Economic Impact FAQ (RIMS II Edition)
1. Why is Total Compensation (wages) higher than what we spent?
Your spending supports more than just your own operations. It generates jobs and wages across multiple levels of the economy. A single payment can contribute to wages for many people — including your supplier's employees and their own vendors and service providers.
2. Is "Value Added" the same as "Output"?
Not exactly.
Total Output refers to the full amount of economic activity generated, including resold goods.
Value Added includes only the new value created, such as wages, taxes, and profits.
Think of Output as the whole sandwich. Value Added is just the ingredients you provided.
3. How can the numbers be larger than what we actually spent?
RIMS II tracks both indirect and induced impacts. This means your spending creates a multiplier effect. The dollars you spend are re-spent throughout the economy, which amplifies the total impact.
4. Isn't that double counting if we look at multiple tiers?
It can be, if not handled correctly.
That’s why economic impact models are designed to track the ripple once. They use multipliers that already include upstream/downstream effects. Adding separate tier-level impacts together manually can lead to overstatement.
5. What is the difference between Indirect and Induced impacts?
Indirect impact comes from your suppliers’ business spending, such as raw materials or logistics.
Induced impact comes from household spending by employees, such as groceries, rent, or transportation.
In simple terms,
Indirect = business-to-business spending
Induced = people spending their paychecks
6. Are these actual dollars or estimates?
These are model-based estimates, not actual transactions. They represent what typically occurs in your region and industry when dollars are spent, based on data from the U.S. Bureau of Economic Analysis.

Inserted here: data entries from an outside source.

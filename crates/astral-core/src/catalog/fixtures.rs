//! Small catalog used by unit tests

use super::*;
use crate::element::Element;

fn id<T: std::str::FromStr>(raw: &str) -> T
where
    T::Err: std::fmt::Debug,
{
    raw.parse().unwrap()
}

fn attack(
    raw: &str,
    name: &str,
    tier: SpellTier,
    cost: (u64, u64, u64),
    damage: (u64, u64),
) -> SpellDef {
    SpellDef {
        id: id(raw),
        name: name.to_string(),
        description: String::new(),
        category: SpellCategory::Attack,
        tier,
        gold_cost: cost.0,
        turn_cost: cost.1,
        mana_cost: cost.2,
        damage: Some(DamageRange::new(damage.0, damage.1)),
        element_restriction: None,
        prerequisite: None,
    }
}

pub fn fireball() -> SpellDef {
    attack("fireball", "Fireball", SpellTier::Basic, (10_000, 5, 15), (50, 80))
}

pub fn ice_shard() -> SpellDef {
    attack("ice_shard", "Ice Shard", SpellTier::Basic, (12_000, 6, 18), (45, 75))
}

pub fn lightning_bolt() -> SpellDef {
    let mut spell = attack(
        "lightning_bolt",
        "Lightning Bolt",
        SpellTier::Advanced,
        (50_000, 20, 30),
        (100, 150),
    );
    spell.prerequisite = Some(id("fireball"));
    spell
}

pub fn inferno_storm() -> SpellDef {
    let mut spell = attack(
        "inferno_storm",
        "Inferno Storm",
        SpellTier::Ultimate,
        (500_000, 100, 80),
        (300, 500),
    );
    spell.element_restriction = Some(Element::Fire);
    spell.prerequisite = Some(id("lightning_bolt"));
    spell
}

pub fn magic_shield() -> SpellDef {
    SpellDef {
        id: id("magic_shield"),
        name: "Magic Shield".to_string(),
        description: String::new(),
        category: SpellCategory::Aura,
        tier: SpellTier::Basic,
        gold_cost: 15_000,
        turn_cost: 8,
        mana_cost: 20,
        damage: None,
        element_restriction: None,
        prerequisite: None,
    }
}

pub fn ethereal_vault() -> BuildingDef {
    BuildingDef {
        id: id("ethereal_vault"),
        name: "Ethereal Vault".to_string(),
        description: String::new(),
        base_gold_cost: 5000,
        base_turn_cost: 5,
        production: ProductionEffect::GoldPerTurn(500),
    }
}

pub fn crystal_observatory() -> BuildingDef {
    BuildingDef {
        id: id("crystal_observatory"),
        name: "Crystal Observatory".to_string(),
        description: String::new(),
        base_gold_cost: 12_000,
        base_turn_cost: 12,
        production: ProductionEffect::BattleInfoPercent(15),
    }
}

pub fn shadow_apprentice() -> EnemyDef {
    EnemyDef {
        id: id("shadow_apprentice"),
        name: "Shadow Apprentice".to_string(),
        element: Element::Dark,
        level: 1,
        max_hp: 80,
        max_mana: 40,
        attack: 25,
        defense: 15,
    }
}

pub fn light_seraph() -> EnemyDef {
    EnemyDef {
        id: id("light_seraph"),
        name: "Light Seraph".to_string(),
        element: Element::Light,
        level: 4,
        max_hp: 200,
        max_mana: 100,
        attack: 40,
        defense: 30,
    }
}

pub fn fire_legion() -> GuildDef {
    GuildDef {
        id: id("fire_legion"),
        name: "Fire Legion".to_string(),
        description: String::new(),
        member_count: 24,
        max_members: 50,
        level: 15,
        element: Some(Element::Fire),
        is_public: true,
        leader_name: "Pyroblast".to_string(),
    }
}

pub fn full_guild() -> GuildDef {
    GuildDef {
        id: id("crowded_hall"),
        name: "Crowded Hall".to_string(),
        description: String::new(),
        member_count: 30,
        max_members: 30,
        level: 3,
        element: None,
        is_public: true,
        leader_name: "Doorkeeper".to_string(),
    }
}

pub fn catalog() -> CatalogIndex {
    let mut builder = CatalogBuilder::new();
    for spell in [
        fireball(),
        ice_shard(),
        lightning_bolt(),
        inferno_storm(),
        magic_shield(),
    ] {
        builder.add_spell(spell).unwrap();
    }
    builder.add_building(ethereal_vault()).unwrap();
    builder.add_building(crystal_observatory()).unwrap();
    builder.add_enemy(shadow_apprentice()).unwrap();
    builder.add_enemy(light_seraph()).unwrap();
    builder.add_guild(fire_legion()).unwrap();
    builder.add_guild(full_guild()).unwrap();
    builder.build().unwrap()
}
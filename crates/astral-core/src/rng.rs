//! Injected randomness for damage variance
//!
//! Every engine entry point that rolls dice takes a [`RandomSource`] from the
//! caller. [`GameRng`] is the seeded default; any `FnMut() -> f64` closure
//! works too, which is how tests pin a roll to an exact value.

use serde::{Deserialize, Serialize};

/// A source of uniform samples in `[0, 1)`
pub trait RandomSource {
    /// Next sample in `[0, 1)`
    fn next_unit(&mut self) -> f64;
}

impl<F> RandomSource for F
where
    F: FnMut() -> f64,
{
    fn next_unit(&mut self) -> f64 {
        self()
    }
}

/// A deterministic random number generator
///
/// xorshift64, so a seed reproduces the same battle on every platform.
#[derive(Debug, Clone, Serialize, Deserialize)]
pub struct GameRng {
    state: u64,
}

impl GameRng {
    /// Create a new RNG with the given seed
    pub fn new(seed: u64) -> Self {
        // xorshift is stuck at zero
        let state = if seed == 0 { 1 } else { seed };
        Self { state }
    }

    /// Restore an RNG from a saved state
    pub fn from_state(state: u64) -> Self {
        Self::new(state)
    }

    /// Current state, for saving
    pub fn state(&self) -> u64 {
        self.state
    }

    /// Generate the next raw u64 value
    pub fn next_u64(&mut self) -> u64 {
        let mut x = self.state;
        x ^= x << 13;
        x ^= x >> 7;
        x ^= x << 17;
        self.state = x;
        x
    }

    /// Generate a random f64 in range [0, 1)
    pub fn next_f64(&mut self) -> f64 {
        // top 53 bits map exactly onto the f64 mantissa
        (self.next_u64() >> 11) as f64 / (1u64 << 53) as f64
    }
}

impl RandomSource for GameRng {
    fn next_unit(&mut self) -> f64 {
        self.next_f64()
    }
}

impl Default for GameRng {
    fn default() -> Self {
        Self::new(12345)
    }
}

/// Scale `raw` by `1 + u * variance` and floor, with `u` drawn from `rng`
///
/// Samples outside `[0, 1]` are clamped so a misbehaving source can never
/// shrink damage below `raw`.
pub fn roll_variance<R>(raw: u64, variance: f64, rng: &mut R) -> u64
where
    R: RandomSource + ?Sized,
{
    let u = rng.next_unit();
    let u = if u.is_nan() { 0.0 } else { u.clamp(0.0, 1.0) };
    let scaled = (raw as f64 * (1.0 + u * variance.max(0.0))).floor() as u64;
    scaled.max(raw)
}
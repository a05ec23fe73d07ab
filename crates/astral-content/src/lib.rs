//! Astral Content - RON loader and the standard catalog
//!
//! Loads game content from RON files:
//! - Building, spell, enemy and guild tables
//! - Engine configuration overrides
//!
//! The standard content ships inside the crate:
//!
//! ```
//! let catalog = astral_content::standard_catalog().unwrap();
//! let fireball = catalog.spell(&"fireball".parse().unwrap()).unwrap();
//! assert_eq!(fireball.base_damage(), Some(65));
//! ```

mod error;
mod loader;
mod schema;

pub use error::{Error, Result};
pub use loader::{load_config_file, load_config_str, Loader};
pub use schema::ContentFile;

use astral_core::{CatalogIndex, EngineConfig};

/// The bundled catalog source
pub const STANDARD_CONTENT: &str = include_str!("../content/standard.ron");

/// The bundled configuration source
pub const DEFAULT_CONFIG: &str = include_str!("../content/config.ron");

/// Build the standard catalog
pub fn standard_catalog() -> Result<CatalogIndex> {
    let mut loader = Loader::new();
    loader.load_str(STANDARD_CONTENT)?;
    loader.finish()
}

/// Parse the bundled configuration
pub fn default_config() -> Result<EngineConfig> {
    load_config_str(DEFAULT_CONFIG)
}

#[cfg(test)]
mod tests {
    use super::*;

    #[test]
    fn test_bundled_config_matches_defaults() {
        assert_eq!(default_config().unwrap(), EngineConfig::default());
    }
}
//! Gameplay scenarios against the standard content

use astral_content::standard_catalog;
use astral_core::{
    evaluate_research, BattleError, BattleStatus, BuildingCost, CatalogKind, Denial, Element,
    EngineConfig, Error, Game, GameRng, MemoryStore, OwnershipSet, ResourceKind, RoundOutcome,
    SpellCategory, StartingResources,
};
use std::sync::Arc;

fn game() -> Game<MemoryStore> {
    let catalog = Arc::new(standard_catalog().unwrap());
    Game::new(catalog, EngineConfig::default(), MemoryStore::new())
}

fn id<T: std::str::FromStr>(raw: &str) -> T
where
    T::Err: std::fmt::Debug,
{
    raw.parse().unwrap()
}

#[test]
fn standard_catalog_contents() {
    let catalog = standard_catalog().unwrap();
    assert_eq!(catalog.len(CatalogKind::Building), 4);
    assert_eq!(catalog.len(CatalogKind::Spell), 8);
    assert_eq!(catalog.len(CatalogKind::Enemy), 5);
    assert_eq!(catalog.len(CatalogKind::Guild), 6);

    let enemies: Vec<_> = catalog.enemies().map(|e| e.id.as_str()).collect();
    assert_eq!(
        enemies,
        [
            "shadow_apprentice",
            "fire_elemental",
            "water_guardian",
            "nature_spirit",
            "light_seraph",
        ]
    );

    let damage: Vec<_> = catalog
        .spells_in(SpellCategory::Attack)
        .map(|s| (s.id.as_str(), s.base_damage()))
        .collect();
    assert_eq!(
        damage,
        [
            ("fireball", Some(65)),
            ("ice_shard", Some(60)),
            ("lightning_bolt", Some(125)),
            ("inferno_storm", Some(400)),
        ]
    );
    assert!(catalog
        .spells()
        .filter(|s| s.category != SpellCategory::Attack)
        .all(|s| s.base_damage().is_none()));
}

#[test]
fn upgrade_costs_strictly_increase() {
    let catalog = standard_catalog().unwrap();
    for def in catalog.buildings() {
        let mut previous = BuildingCost::for_level(def, 1);
        for level in 2..=30 {
            let cost = BuildingCost::for_level(def, level);
            assert!(cost.gold > previous.gold, "{} gold at level {}", def.id, level);
            assert!(cost.turns > previous.turns, "{} turns at level {}", def.id, level);
            previous = cost;
        }
    }
}

#[test]
fn research_fireball_from_start() {
    let game = game();
    let mage = game.create_character("Pyra", Element::Fire).unwrap();
    game.research_spell(mage.id, &id("fireball")).unwrap();

    let l = game.character(mage.id).unwrap().ledger();
    assert_eq!((l.gold, l.mana, l.turns, l.diamonds), (0, 100, 45, 100));
    assert!(game.ownership(mage.id).unwrap().owns_spell(&id("fireball")));
}

#[test]
fn build_and_upgrade_vault() {
    let game = game();
    let mage = game.create_character("Mason", Element::Nature).unwrap();

    let built = game.build_or_upgrade(mage.id, &id("ethereal_vault")).unwrap();
    assert_eq!((built.cost.gold, built.cost.turns), (5000, 5));
    assert!(built.is_new());

    let err = game
        .build_or_upgrade(mage.id, &id("ethereal_vault"))
        .unwrap_err();
    assert_eq!(
        err.denial(),
        Some(&Denial::InsufficientResource {
            kind: ResourceKind::Gold,
            available: 5000,
            required: 7500,
        })
    );
}

#[test]
fn lightning_bolt_needs_fireball_regardless_of_wealth() {
    let catalog = standard_catalog().unwrap();
    let mut ledger = StartingResources::default().ledger();
    ledger.gold = 10_000_000;
    ledger.turns = 1000;

    let bolt = catalog.spell(&id("lightning_bolt")).unwrap();
    let decision = evaluate_research(bolt, &ledger, &OwnershipSet::new(), Element::Water);
    assert_eq!(decision.denial, Some(Denial::PrerequisiteMissing(id("fireball"))));
}

#[test]
fn inferno_storm_is_fire_only() {
    let catalog = standard_catalog().unwrap();
    let mut ledger = StartingResources::default().ledger();
    ledger.gold = 1_000_000;
    ledger.turns = 500;

    let storm = catalog.spell(&id("inferno_storm")).unwrap();
    let decision = evaluate_research(storm, &ledger, &OwnershipSet::new(), Element::Water);
    assert_eq!(
        decision.denial,
        Some(Denial::ElementLocked {
            required: Element::Fire,
            actual: Element::Water,
        })
    );
}

#[test]
fn fireball_against_shadow_apprentice() {
    let mut game = game();
    let mage = game.create_character("Cinder", Element::Fire).unwrap();
    game.research_spell(mage.id, &id("fireball")).unwrap();

    for seed in 1..=50 {
        let mut rng = GameRng::new(seed);
        game.start_battle(mage.id, &id("shadow_apprentice")).unwrap();
        let report = game.cast_spell(mage.id, &id("fireball"), &mut rng).unwrap();
        assert!((50..=65).contains(&report.damage), "seed {} dealt {}", seed, report.damage);
        assert_eq!(report.outcome, RoundOutcome::Continue);

        let session = game.battle(mage.id).unwrap();
        assert_eq!(session.enemy().hp, 80 - report.damage);
        assert_eq!(session.player_mana(), 85);
        assert!(matches!(
            game.cast_spell(mage.id, &id("fireball"), &mut rng),
            Err(Error::Battle(BattleError::WrongTurnOwner { .. }))
        ));
    }
}

#[test]
fn seeded_battle_runs_to_completion() {
    let mut game = game();
    let mage = game.create_character("Rime", Element::Water).unwrap();
    game.research_spell(mage.id, &id("fireball")).unwrap();
    let mut rng = GameRng::new(7);

    game.start_battle(mage.id, &id("fire_elemental")).unwrap();
    let mut outcome = RoundOutcome::Continue;
    let mut actions = 0;
    while outcome == RoundOutcome::Continue {
        outcome = match game.cast_spell(mage.id, &id("fireball"), &mut rng) {
            Ok(report) => report.outcome,
            Err(Error::Battle(BattleError::InsufficientMana { .. })) => break,
            Err(other) => panic!("unexpected error: {}", other),
        };
        if outcome == RoundOutcome::Continue {
            outcome = game.resolve_enemy_turn(mage.id, &mut rng).unwrap().outcome;
        }
        actions += 1;
        assert!(actions < 100);
    }

    let session = game.battle(mage.id).unwrap();
    assert!(session.log().len() <= 5);
    if session.status() == BattleStatus::Victory {
        assert_eq!(game.character(mage.id).unwrap().ledger().gold, 2000);
        assert!(matches!(
            game.cast_spell(mage.id, &id("fireball"), &mut rng),
            Err(Error::Battle(BattleError::BattleAlreadyResolved))
        ));
    }
}

#[test]
fn join_arcane_academy() {
    let game = game();
    let mage = game.create_character("Sage", Element::Light).unwrap();
    let membership = game.join_guild(mage.id, &id("arcane_academy")).unwrap();
    assert_eq!(membership.guild_id.as_str(), "arcane_academy");
    assert!(matches!(
        game.join_guild(mage.id, &id("no_such_guild")),
        Err(Error::NotFound { kind: CatalogKind::Guild, .. })
    ));
}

7. Can I use these numbers in a business case or funding request?
Yes, but they should be used carefully. RIMS II is a trusted federal model, so the data is credible. However, it should be presented as an economic estimate, not a guaranteed return or audited result.
8. Why don't the categories always add up exactly?
Some rounding occurs, and certain values (like Value Added) are subsets, not overall totals. If you are comparing different impact types (e.g., direct vs. total), be sure not to combine them unintentionally.
9. What determines the size of the multipliers?
Multipliers depend on:
Industry
Geographic region
Type of impact (output, jobs, income)
For example, manufacturing often has high output multipliers, while service industries may show stronger compensation (wage) multipliers.
10. Can we customize RIMS II results to better match our spend?
Yes. You can refine the results by providing:
Detailed supplier or project spend
NAICS (industry) codes
Local vs. non-local sourcing information
The more specific your input, the more accurately the model can reflect your actual economic impact.